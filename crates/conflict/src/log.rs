//! Append-only operation log store
//!
//! The request middleware appends one entry per successful mutation; this
//! store never updates or deletes them. Reads are window queries over one
//! entity or one operator, which is all the detector and the feature
//! extractor need. A relational backend would index
//! `(entity_type, entity_id, timestamp)`; here a scan over an in-memory
//! vector plays that part.

use chrono::{DateTime, Duration, Utc};
use crewsync_core::{EntityRef, FieldChange, Operation, OperationLogEntry};
use parking_lot::RwLock;
use std::collections::BTreeMap;
use uuid::Uuid;

/// Append-only store of [`OperationLogEntry`] records
#[derive(Default)]
pub struct OperationLog {
    entries: RwLock<Vec<OperationLogEntry>>,
}

impl OperationLog {
    /// Create an empty log
    pub fn new() -> Self {
        Self::default()
    }

    /// Append a prebuilt entry, returning its id
    ///
    /// Entries are immutable once appended.
    pub fn append(&self, entry: OperationLogEntry) -> Uuid {
        let id = entry.id;
        tracing::debug!(entity = %entry.entity, operator = %entry.operator_id, op = ?entry.operation, "log entry appended");
        self.entries.write().push(entry);
        id
    }

    /// Build and append an entry timestamped now
    ///
    /// This is the producer-side convenience the middleware calls after a
    /// successful mutation.
    pub fn record(
        &self,
        entity: EntityRef,
        operator_id: impl Into<String>,
        operation: Operation,
        field_changes: BTreeMap<String, FieldChange>,
        session_id: Uuid,
    ) -> OperationLogEntry {
        let entry = OperationLogEntry::new(entity, operator_id, operation, field_changes, session_id);
        self.append(entry.clone());
        entry
    }

    /// Fetch one entry by id
    pub fn entry(&self, id: Uuid) -> Option<OperationLogEntry> {
        self.entries.read().iter().find(|e| e.id == id).cloned()
    }

    /// Number of entries in the log
    pub fn len(&self) -> usize {
        self.entries.read().len()
    }

    /// Whether the log is empty
    pub fn is_empty(&self) -> bool {
        self.entries.read().is_empty()
    }

    /// Entries for `entity` with timestamps in `[center - window, center + window]`
    pub fn entries_for_entity_within(
        &self,
        entity: &EntityRef,
        center: DateTime<Utc>,
        window: Duration,
    ) -> Vec<OperationLogEntry> {
        let from = center - window;
        let to = center + window;
        self.entries
            .read()
            .iter()
            .filter(|e| e.entity == *entity && e.timestamp >= from && e.timestamp <= to)
            .cloned()
            .collect()
    }

    /// Entries for `entity` in the half-open range `[from, to)`
    pub fn entries_for_entity_between(
        &self,
        entity: &EntityRef,
        from: DateTime<Utc>,
        to: DateTime<Utc>,
    ) -> Vec<OperationLogEntry> {
        self.entries
            .read()
            .iter()
            .filter(|e| e.entity == *entity && e.timestamp >= from && e.timestamp < to)
            .cloned()
            .collect()
    }

    /// All entries written by one operator
    pub fn entries_by_operator(&self, operator_id: &str) -> Vec<OperationLogEntry> {
        self.entries
            .read()
            .iter()
            .filter(|e| e.operator_id == operator_id)
            .cloned()
            .collect()
    }
}

#[cfg(test)]
mod tests {
    use super::*;
    use serde_json::json;

    fn change_set(fields: &[&str]) -> BTreeMap<String, FieldChange> {
        fields
            .iter()
            .map(|f| (f.to_string(), FieldChange::new(json!(null), json!(1))))
            .collect()
    }

    fn entry_at(entity: &EntityRef, operator: &str, at: DateTime<Utc>) -> OperationLogEntry {
        OperationLogEntry::new(
            entity.clone(),
            operator,
            Operation::Update,
            change_set(&["status"]),
            Uuid::new_v4(),
        )
        .with_timestamp(at)
    }

    #[test]
    fn append_then_fetch_by_id() {
        let log = OperationLog::new();
        let entity = EntityRef::new("attendance", "1");
        let entry = log.record(
            entity,
            "op-a",
            Operation::Create,
            change_set(&["status"]),
            Uuid::new_v4(),
        );
        assert_eq!(log.entry(entry.id).unwrap(), entry);
        assert_eq!(log.len(), 1);
    }

    #[test]
    fn window_query_is_inclusive_and_entity_scoped() {
        let log = OperationLog::new();
        let entity = EntityRef::new("attendance", "1");
        let other = EntityRef::new("attendance", "2");
        let t0 = Utc::now();

        log.append(entry_at(&entity, "a", t0 - Duration::seconds(400)));
        let edge = entry_at(&entity, "b", t0 - Duration::seconds(300));
        log.append(edge.clone());
        log.append(entry_at(&entity, "c", t0));
        log.append(entry_at(&other, "d", t0));

        let hits = log.entries_for_entity_within(&entity, t0, Duration::seconds(300));
        assert_eq!(hits.len(), 2);
        assert!(hits.iter().any(|e| e.id == edge.id));
        assert!(hits.iter().all(|e| e.entity == entity));
    }

    #[test]
    fn operator_query_filters() {
        let log = OperationLog::new();
        let entity = EntityRef::new("ticket", "7");
        let t0 = Utc::now();
        log.append(entry_at(&entity, "a", t0));
        log.append(entry_at(&entity, "a", t0 + Duration::seconds(1)));
        log.append(entry_at(&entity, "b", t0));

        assert_eq!(log.entries_by_operator("a").len(), 2);
        assert_eq!(log.entries_by_operator("b").len(), 1);
        assert!(log.entries_by_operator("c").is_empty());
    }

    #[test]
    fn between_query_is_half_open() {
        let log = OperationLog::new();
        let entity = EntityRef::new("ticket", "7");
        let t0 = Utc::now();
        log.append(entry_at(&entity, "a", t0));
        log.append(entry_at(&entity, "a", t0 + Duration::seconds(10)));

        let hits = log.entries_for_entity_between(&entity, t0, t0 + Duration::seconds(10));
        assert_eq!(hits.len(), 1);
    }
}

--- Activity ---
After locating the line that contains "t0 + Duration::seconds(1)));", output it and the remaining lines of the material above, exactly as they read.

--- Answer to this exercise ---
        log.append(entry_at(&entity, "a", t0 + Duration::seconds(1)));
        log.append(entry_at(&entity, "b", t0));

        assert_eq!(log.entries_by_operator("a").len(), 2);
        assert_eq!(log.entries_by_operator("b").len(), 1);
        assert!(log.entries_by_operator("c").is_empty());
    }

    #[test]
    fn between_query_is_half_open() {
        let log = OperationLog::new();
        let entity = EntityRef::new("ticket", "7");
        let t0 = Utc::now();
        log.append(entry_at(&entity, "a", t0));
        log.append(entry_at(&entity, "a", t0 + Duration::seconds(10)));

        let hits = log.entries_for_entity_between(&entity, t0, t0 + Duration::seconds(10));
        assert_eq!(hits.len(), 1);
    }
}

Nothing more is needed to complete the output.